I’ve been meaning to write about MERANTAU, an Indonesian martial arts movie for some time and with Todd Brown’s publication of an excellent interview with its writer/director Gareth Evans and star Iko Uwais on Twitch, it’s time Kung Fu Cinema gave this upcoming silat film a nod.

The film has me excited for two big reasons. One, it’s being put together largely by folks new to the martial arts movie scene. Evans is a longtime martial arts movie fan who is shooting his first martial arts film. Uwais, a student of Silat is acting and doing screen fighting for the first time and the film’s fight coordinator Edwel Datuk Rajo Gampo Alam is a Silat Harimau master who is also new to filmmaking.

Second, the film is tackling Silat, a martial arts style that we haven’t seen represented in any substantial way before. For some, this lack of experience could be a problem but from behind-the-scenes footage that has been released it looks like the production team is using this opportunity to put together action scenes from a fresh angle.

Here’s the official synopsis for the movie.

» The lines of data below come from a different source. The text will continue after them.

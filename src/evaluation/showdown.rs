use super::strength::Strength;

/// outcome of a finished hand, heads up so there are only three
#[derive(Debug, Clone, Copy, PartialEq, Eq)]
pub enum Winner {
    One,
    Two,
    Split,
}

impl Winner {
    /// the winner sitting in a given seat index
    pub fn of(seat: usize) -> Self {
        match seat {
            0 => Winner::One,
            1 => Winner::Two,
            _ => panic!("heads up has two seats, got {}", seat),
        }
    }
}

impl std::fmt::Display for Winner {
    fn fmt(&self, f: &mut std::fmt::Formatter) -> std::fmt::Result {
        match self {
            Winner::One => write!(f, "Player 1"),
            Winner::Two => write!(f, "Player 2"),
            Winner::Split => write!(f, "Split"),
        }
    }
}

/// compare two showdown values into a table outcome
pub fn determine_winner(one: &Strength, two: &Strength) -> Winner {
    match one.cmp(two) {
        std::cmp::Ordering::Greater => Winner::One,
        std::cmp::Ordering::Less => Winner::Two,
        std::cmp::Ordering::Equal => Winner::Split,
    }
}
/// the self-learning situation tree. each node is keyed by the tag set
/// describing one decision point, and carries how many finished hands
/// passed through it and how many of those ended well for the seat
/// whose perspective was inserted. children are ordered by key so the
/// on-disk format and the exploit walk are deterministic.
#[derive(Debug, Clone, Default)]
pub struct GameTree {
    classes: Option<Tags>,
    children: BTreeMap<Tags, GameTree>,
    good: usize,
    total: usize,
}

impl GameTree {
    pub fn root() -> Self {
        Self::default()
    }

    pub(super) fn node(tags: Tags) -> Self {
        Self {
            classes: Some(tags),
            ..Self::default()
        }
    }

    pub fn classes(&self) -> Option<&Tags> {
        self.classes.as_ref()
    }

    /// undefined until at least one hand has passed through
    pub fn confidence(&self) -> Option<Probability> {
        match self.total {
            0 => None,
            total => Some(self.good as Probability / total as Probability),
        }
    }

    pub fn good(&self) -> usize {
        self.good
    }

    pub fn total(&self) -> usize {
        self.total
    }

    pub fn child(&self, tags: &Tags) -> Option<&GameTree> {
        self.children.get(tags)
    }

    pub fn children(&self) -> impl Iterator<Item = (&Tags, &GameTree)> {
        self.children.iter()
    }

    pub(super) fn children_mut(&mut self) -> &mut BTreeMap<Tags, GameTree> {
        &mut self.children
    }

    pub(super) fn set_stats(&mut self, good: usize, total: usize) {
        self.good = good;
        self.total = total;
    }

    /// fold one finished hand into the tree from one seat's point of
    /// view. `states` snapshots the game before each move plus the
    /// final settled state, so it is one longer than `moves`.
    pub fn witness(&mut self, moves: &[Action], states: &[Game], perspective: usize) -> bool {
        assert!(states.len() == moves.len() + 1);
        self.insert(moves, states, perspective, false, 0)
    }

    fn insert(
        &mut self,
        moves: &[Action],
        states: &[Game],
        perspective: usize,
        evaluated: bool,
        index: usize,
    ) -> bool {
        self.total += 1;
        if index == moves.len() {
            let state = states.last().expect("one state per move plus the outcome");
            let good = Self::favorable(state, moves, perspective);
            if good {
                self.good += 1;
            }
            return good;
        }
        let state = &states[index];
        let tags = classify(moves[index], state, perspective, evaluated);
        let consumed = tags.move_tag().is_some();
        let mut evaluated = evaluated || !consumed;
        // a new street reopens the situational tags
        if index + 1 != moves.len() && state.stage() != states[index + 1].stage() {
            evaluated = false;
        }
        let next = match consumed {
            true => index + 1,
            false => index,
        };
        let child = self
            .children
            .entry(tags.clone())
            .or_insert_with(|| GameTree::node(tags));
        let good = child.insert(moves, states, perspective, evaluated, next);
        if good {
            self.good += 1;
        }
        good
    }

    /// did this hand end well for `perspective`? folds are judged by
    /// the equity given up, showdowns by who won and whether anything
    /// beyond the blinds went in.
    fn favorable(state: &Game, moves: &[Action], perspective: usize) -> bool {
        let mine = state.hole(perspective);
        let theirs = state.hole(1 - perspective);
        match state.stage() {
            // a preflop fold is good exactly when we dodged a bad spot
            Stage::NotDealt | Stage::PreFlop => {
                rate_hole(theirs) == Holding::Strong && rate_hole(mine) == Holding::Weak
            }
            // a river fold is good when the shown-down hand would lose
            Stage::River => {
                let one = state.strength(perspective);
                let two = state.strength(1 - perspective);
                determine_winner(&one, &two) == Winner::Two
            }
            // a showdown is good when we won it and chips went in to win
            Stage::Showdown => {
                state.winner() == Some(Winner::of(perspective))
                    && moves
                        .iter()
                        .any(|m| matches!(m, Action::Call(_) | Action::Bet(_) | Action::Raise(_)))
            }
            // a flop or turn fold is judged by running the board out
            Stage::Flop | Stage::Turn => {
                let board = state.board();
                let blocked = Hand::add(Hand::add(mine, theirs), board);
                let draws = HandIterator::from((5 - board.size(), blocked));
                let total = draws.combinations();
                let wins = draws
                    .filter(|draw| {
                        let one = Strength::from(Hand::add(Hand::add(mine, board), *draw));
                        let two = Strength::from(Hand::add(Hand::add(theirs, board), *draw));
                        determine_winner(&one, &two) == Winner::One
                    })
                    .count();
                wins * 2 < total
            }
        }
    }
}

use super::classifier::classify;
use super::tags::Tags;
use crate::cards::hand::Hand;
use crate::cards::hands::HandIterator;
use crate::evaluation::showdown::{determine_winner, Winner};
use crate::evaluation::strength::Strength;
use crate::gameplay::action::Action;
use crate::gameplay::game::Game;
use crate::gameplay::stage::Stage;
use crate::players::equity::{rate_hole, Holding};
use crate::Probability;
use std::collections::BTreeMap;
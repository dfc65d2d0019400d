#[derive(Debug, Clone, Copy, Hash, PartialEq, Eq, PartialOrd, Ord)]
pub struct Card {
    rank: Rank,
    suit: Suit,
}

impl Card {
    pub fn rank(&self) -> Rank {
        self.rank
    }
    pub fn suit(&self) -> Suit {
        self.suit
    }
}

impl From<(Rank, Suit)> for Card {
    fn from((rank, suit): (Rank, Suit)) -> Self {
        Self { rank, suit }
    }
}

/// u8 isomorphism
/// each card is mapped to its position 0-51 in a sorted deck
impl From<Card> for u8 {
    fn from(c: Card) -> u8 {
        u8::from(c.suit) + u8::from(c.rank) * 4
    }
}
impl From<u8> for Card {
    fn from(n: u8) -> Self {
        Self {
            rank: Rank::from(n / 4),
            suit: Suit::from(n % 4),
        }
    }
}

/// u64 isomorphism
/// each card is one bit turned on in the low 52
impl From<Card> for u64 {
    fn from(c: Card) -> u64 {
        1 << u8::from(c)
    }
}
impl From<u64> for Card {
    fn from(n: u64) -> Self {
        Self::from(n.trailing_zeros() as u8)
    }
}

/// str isomorphism
/// "Th" is the ten of hearts
impl From<&str> for Card {
    fn from(s: &str) -> Self {
        assert!(s.len() == 2, "Invalid card str: {}", s);
        Self {
            rank: Rank::from(&s[0..1]),
            suit: Suit::from(&s[1..2]),
        }
    }
}

impl std::fmt::Display for Card {
    fn fmt(&self, f: &mut std::fmt::Formatter) -> std::fmt::Result {
        write!(f, "{}{}", self.rank, self.suit)
    }
}

use super::rank::Rank;
use super::suit::Suit;

#[cfg(test)]
mod tests {
    use super::*;

    #[test]
    fn bijective_u8() {
        let card = Card::from("Ts");
        assert!(card == Card::from(u8::from(card)));
    }

    #[test]
    fn bijective_u64() {
        let card = Card::from("Ts");
        assert!(card == Card::from(u64::from(card)));
    }

    #[test]
    fn bijective_str() {
        let card = Card::from((Rank::Queen, Suit::Diamond));
        assert!(card == Card::from(card.to_string().as_str()));
    }
}
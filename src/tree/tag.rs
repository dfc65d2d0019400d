/// how large a wager is relative to the pool it attacks.
/// the grade doubles the pool at every step, and each grade
/// maps back to the pot multiple used when we size our own bets.
#[derive(Debug, Clone, Copy, PartialEq, Eq, PartialOrd, Ord, Hash)]
pub enum Volatility {
    Conservative,
    Moderate,
    Aggressive,
    VeryAggressive,
}

impl Volatility {
    pub const fn all() -> [Volatility; 4] {
        [
            Volatility::Conservative,
            Volatility::Moderate,
            Volatility::Aggressive,
            Volatility::VeryAggressive,
        ]
    }

    /// classify an observed wager against the pool it was made into
    pub fn grade(pool: Chips, amount: Chips) -> Self {
        if amount <= pool {
            Volatility::Conservative
        } else if amount <= pool * 2 {
            Volatility::Moderate
        } else if amount <= pool * 4 {
            Volatility::Aggressive
        } else {
            Volatility::VeryAggressive
        }
    }

    /// the pool multiple we wager when acting at this grade
    pub fn pot_multiple(&self) -> Chips {
        match self {
            Volatility::Conservative => 1,
            Volatility::Moderate => 2,
            Volatility::Aggressive => 4,
            Volatility::VeryAggressive => 8,
        }
    }

    pub fn random() -> Self {
        let ref mut rng = rand::rng();
        Self::all()[rng.random_range(0..4)]
    }
}

impl std::fmt::Display for Volatility {
    fn fmt(&self, f: &mut std::fmt::Formatter) -> std::fmt::Result {
        match self {
            Volatility::Conservative => write!(f, "Conservative"),
            Volatility::Moderate => write!(f, "Moderate"),
            Volatility::Aggressive => write!(f, "Aggressive"),
            Volatility::VeryAggressive => write!(f, "Very Aggressive"),
        }
    }
}

/// one atom of a situation description. a node in the game tree is
/// keyed by a set of these: what we hold, what the board might bring,
/// what the opponent could have, and what move was made.
#[derive(Debug, Clone, Copy, PartialEq, Eq, PartialOrd, Ord, Hash)]
pub enum Tag {
    StrongHole,
    WeakHole,
    Made(Category),
    HighCard(Rank),
    Lucky(Category),
    Threat(Category),
    Fold,
    Check,
    Call,
    AllIn,
    Bet(Volatility),
    Raise(Volatility),
}

impl Tag {
    /// move tags advance the action cursor during insertion;
    /// situational tags do not
    pub fn is_move(&self) -> bool {
        matches!(
            self,
            Tag::Fold | Tag::Check | Tag::Call | Tag::AllIn | Tag::Bet(_) | Tag::Raise(_)
        )
    }
}

impl std::fmt::Display for Tag {
    fn fmt(&self, f: &mut std::fmt::Formatter) -> std::fmt::Result {
        match self {
            Tag::StrongHole => write!(f, "Strong Hole"),
            Tag::WeakHole => write!(f, "Weak Hole"),
            Tag::Made(category) => write!(f, "{} in hand", category),
            Tag::HighCard(rank) => write!(f, "High Card {} in hand", rank),
            Tag::Lucky(category) => write!(f, "{} if lucky", category),
            Tag::Threat(category) => write!(f, "{} is a threat", category),
            Tag::Fold => write!(f, "Fold"),
            Tag::Check => write!(f, "Check"),
            Tag::Call => write!(f, "Call"),
            Tag::AllIn => write!(f, "All-in"),
            Tag::Bet(volatility) => write!(f, "{} Bet", volatility),
            Tag::Raise(volatility) => write!(f, "{} Raise", volatility),
        }
    }
}

impl std::str::FromStr for Tag {
    type Err = anyhow::Error;
    fn from_str(s: &str) -> Result<Self, Self::Err> {
        fn category(s: &str) -> Result<Category> {
            Category::all()
                .into_iter()
                .find(|c| c.to_string() == s)
                .with_context(|| format!("no such category: {}", s))
        }
        fn volatility(s: &str) -> Result<Volatility> {
            Volatility::all()
                .into_iter()
                .find(|v| v.to_string() == s)
                .with_context(|| format!("no such volatility: {}", s))
        }
        match s {
            "Strong Hole" => Ok(Tag::StrongHole),
            "Weak Hole" => Ok(Tag::WeakHole),
            "Fold" => Ok(Tag::Fold),
            "Check" => Ok(Tag::Check),
            "Call" => Ok(Tag::Call),
            "All-in" => Ok(Tag::AllIn),
            s => {
                if let Some(body) = s.strip_suffix(" in hand") {
                    if let Some(rank) = body.strip_prefix("High Card ") {
                        Rank::descending()
                            .find(|r| r.to_string() == rank)
                            .map(Tag::HighCard)
                            .with_context(|| format!("no such rank: {}", rank))
                    } else {
                        category(body).map(Tag::Made)
                    }
                } else if let Some(body) = s.strip_suffix(" if lucky") {
                    category(body).map(Tag::Lucky)
                } else if let Some(body) = s.strip_suffix(" is a threat") {
                    category(body).map(Tag::Threat)
                } else if let Some(body) = s.strip_suffix(" Bet") {
                    volatility(body).map(Tag::Bet)
                } else if let Some(body) = s.strip_suffix(" Raise") {
                    volatility(body).map(Tag::Raise)
                } else {
                    bail!("no such tag: {}", s)
                }
            }
        }
    }
}

use crate::cards::rank::Rank;
use crate::evaluation::category::Category;
use crate::Chips;
use anyhow::{bail, Context, Result};
use rand::Rng;

#[cfg(test)]
mod tests {
    use super::*;

    #[test]
    fn grades_double_with_the_pool() {
        assert_eq!(Volatility::grade(100, 100), Volatility::Conservative);
        assert_eq!(Volatility::grade(100, 150), Volatility::Moderate);
        assert_eq!(Volatility::grade(100, 300), Volatility::Aggressive);
        assert_eq!(Volatility::grade(100, 500), Volatility::VeryAggressive);
    }

    #[test]
    fn move_tags_are_moves() {
        assert!(Tag::Fold.is_move());
        assert!(Tag::Bet(Volatility::Moderate).is_move());
        assert!(!Tag::StrongHole.is_move());
        assert!(!Tag::Threat(Category::Flush).is_move());
    }

    #[test]
    fn bijective_str() {
        let tags = [
            Tag::StrongHole,
            Tag::WeakHole,
            Tag::Made(Category::TwoPair),
            Tag::HighCard(Rank::King),
            Tag::Lucky(Category::Flush),
            Tag::Threat(Category::Straight),
            Tag::Fold,
            Tag::Check,
            Tag::Call,
            Tag::AllIn,
            Tag::Bet(Volatility::VeryAggressive),
            Tag::Raise(Volatility::Conservative),
        ];
        for tag in tags {
            assert_eq!(tag, tag.to_string().parse().unwrap());
        }
    }
}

In Minangkabau, West Sumatra, Yuda (Iko Uwais), a skilled practitioner of Silat Harimau is in the final preparations to begin his “Merantau,” a century’s old rites-of-passage to be carried out by the community’s young men that will see him leave the comforts of his idyllic farming village and make a name for himself in the bustling city of Jakarta.

After a series of setbacks leave Yuda homeless and uncertain about his new future, a chance encounter results in him defending the orphaned Astri (Sisca Jessica) from becoming the latest victim of a European human trafficking ring led by the wildly psychotic, Ratger (Mads Koudal) and his right-hand man Luc (Laurent Buson).

With Ratger injured in the melee and seeking both his “merchandise” and bloody retribution, Yuda’s introduction to this bustling city is a baptism of fire as he is forced to go on the run with Astri and her younger brother Adit as all the pimps and gangsters that inhabit the night hound the streets chasing their every step.

With escape seemingly beyond their grasp, Yuda has no choice but to face his attackers in an adrenaline charged, jaw-dropping finale.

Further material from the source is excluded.